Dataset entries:
--- START ---

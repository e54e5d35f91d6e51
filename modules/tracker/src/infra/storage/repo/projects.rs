use std::collections::HashMap;

use anyhow::Context;
use async_trait::async_trait;
use sea_orm::{
    ActiveModelTrait, ColumnTrait, EntityTrait, JoinType, QueryFilter, QueryOrder, QuerySelect,
    RelationTrait, Set, TransactionTrait,
};
use uuid::Uuid;

use crate::contract::model::{Project, ProjectCommentCount, ProjectTaskCount, User};
use crate::domain::repo::ProjectsRepository;
use crate::infra::storage::entity::{
    attachments, comments, project_members, projects, tasks, users,
};
use crate::infra::storage::mapper;

use super::SeaOrmStore;

#[async_trait]
impl ProjectsRepository for SeaOrmStore {
    async fn find_by_id(&self, id: Uuid) -> anyhow::Result<Option<Project>> {
        let found = projects::Entity::find_by_id(id)
            .one(self.conn())
            .await
            .context("projects find_by_id failed")?;
        Ok(found.map(mapper::project_to_contract))
    }

    async fn list(&self, active_only: Option<bool>) -> anyhow::Result<Vec<Project>> {
        let mut query = projects::Entity::find();
        if let Some(active) = active_only {
            query = query.filter(projects::Column::IsActive.eq(active));
        }
        let rows = query
            .order_by_desc(projects::Column::CreatedAt)
            .order_by_asc(projects::Column::Id)
            .all(self.conn())
            .await
            .context("projects list failed")?;
        Ok(rows.into_iter().map(mapper::project_to_contract).collect())
    }

    async fn insert(&self, project: Project, member_ids: &[Uuid]) -> anyhow::Result<()> {
        let txn = self.conn().begin().await?;

        let m = projects::ActiveModel {
            id: Set(project.id),
            name: Set(project.name),
            description: Set(project.description),
            owner_id: Set(project.owner_id),
            created_at: Set(project.created_at),
            updated_at: Set(project.updated_at),
            is_active: Set(project.is_active),
        };
        let project_id = project.id;
        m.insert(&txn).await.context("projects insert failed")?;

        if !member_ids.is_empty() {
            let rows = member_ids.iter().map(|user_id| project_members::ActiveModel {
                project_id: Set(project_id),
                user_id: Set(*user_id),
            });
            project_members::Entity::insert_many(rows)
                .exec(&txn)
                .await
                .context("membership insert failed")?;
        }

        txn.commit().await?;
        Ok(())
    }

    async fn update(&self, project: Project) -> anyhow::Result<()> {
        let m = projects::ActiveModel {
            id: Set(project.id),
            name: Set(project.name),
            description: Set(project.description),
            owner_id: Set(project.owner_id),
            created_at: Set(project.created_at),
            updated_at: Set(project.updated_at),
            is_active: Set(project.is_active),
        };
        m.update(self.conn())
            .await
            .context("projects update failed")?;
        Ok(())
    }

    async fn set_members(&self, project_id: Uuid, member_ids: &[Uuid]) -> anyhow::Result<()> {
        let txn = self.conn().begin().await?;

        project_members::Entity::delete_many()
            .filter(project_members::Column::ProjectId.eq(project_id))
            .exec(&txn)
            .await?;
        if !member_ids.is_empty() {
            let rows = member_ids.iter().map(|user_id| project_members::ActiveModel {
                project_id: Set(project_id),
                user_id: Set(*user_id),
            });
            project_members::Entity::insert_many(rows)
                .exec(&txn)
                .await
                .context("membership replace failed")?;
        }

        txn.commit().await?;
        Ok(())
    }

    async fn members_for(&self, project_ids: &[Uuid]) -> anyhow::Result<Vec<(Uuid, User)>> {
        if project_ids.is_empty() {
            return Ok(Vec::new());
        }
        let rows = project_members::Entity::find()
            .filter(project_members::Column::ProjectId.is_in(project_ids.iter().copied()))
            .find_also_related(users::Entity)
            .all(self.conn())
            .await
            .context("batch members lookup failed")?;
        Ok(rows
            .into_iter()
            .filter_map(|(link, user)| {
                user.map(|u| (link.project_id, mapper::user_to_contract(u)))
            })
            .collect())
    }

    async fn delete(&self, id: Uuid) -> anyhow::Result<bool> {
        let txn = self.conn().begin().await?;

        let task_ids: Vec<Uuid> = tasks::Entity::find()
            .filter(tasks::Column::ProjectId.eq(id))
            .select_only()
            .column(tasks::Column::Id)
            .into_tuple()
            .all(&txn)
            .await
            .context("project task lookup failed")?;

        if !task_ids.is_empty() {
            comments::Entity::delete_many()
                .filter(comments::Column::TaskId.is_in(task_ids.iter().copied()))
                .exec(&txn)
                .await?;
            attachments::Entity::delete_many()
                .filter(attachments::Column::TaskId.is_in(task_ids.iter().copied()))
                .exec(&txn)
                .await?;
            tasks::Entity::delete_many()
                .filter(tasks::Column::Id.is_in(task_ids))
                .exec(&txn)
                .await?;
        }

        project_members::Entity::delete_many()
            .filter(project_members::Column::ProjectId.eq(id))
            .exec(&txn)
            .await?;
        let res = projects::Entity::delete_by_id(id)
            .exec(&txn)
            .await
            .context("projects delete failed")?;

        txn.commit().await?;
        Ok(res.rows_affected > 0)
    }

    async fn task_counts(&self) -> anyhow::Result<Vec<ProjectTaskCount>> {
        let projects = self.list(None).await?;

        let counts: Vec<(Uuid, i64)> = tasks::Entity::find()
            .select_only()
            .column(tasks::Column::ProjectId)
            .column_as(tasks::Column::Id.count(), "count")
            .group_by(tasks::Column::ProjectId)
            .into_tuple()
            .all(self.conn())
            .await
            .context("task count query failed")?;
        let counts: HashMap<Uuid, i64> = counts.into_iter().collect();

        Ok(projects
            .into_iter()
            .map(|p| ProjectTaskCount {
                task_count: counts.get(&p.id).copied().unwrap_or(0),
                id: p.id,
                name: p.name,
            })
            .collect())
    }

    async fn comment_counts(&self) -> anyhow::Result<Vec<ProjectCommentCount>> {
        let projects = self.list(None).await?;

        let counts: Vec<(Uuid, i64)> = comments::Entity::find()
            .select_only()
            .column(tasks::Column::ProjectId)
            .column_as(comments::Column::Id.count(), "count")
            .join(JoinType::InnerJoin, comments::Relation::Task.def())
            .group_by(tasks::Column::ProjectId)
            .into_tuple()
            .all(self.conn())
            .await
            .context("comment count query failed")?;
        let counts: HashMap<Uuid, i64> = counts.into_iter().collect();

        Ok(projects
            .into_iter()
            .map(|p| ProjectCommentCount {
                comment_count: counts.get(&p.id).copied().unwrap_or(0),
                id: p.id,
                name: p.name,
            })
            .collect())
    }
}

--- END ---

» DIRECTIONS:
Every line above holding the string "SeaOrmStore" should be listed.

» TASK RESPONSE:
use super::SeaOrmStore;
impl ProjectsRepository for SeaOrmStore {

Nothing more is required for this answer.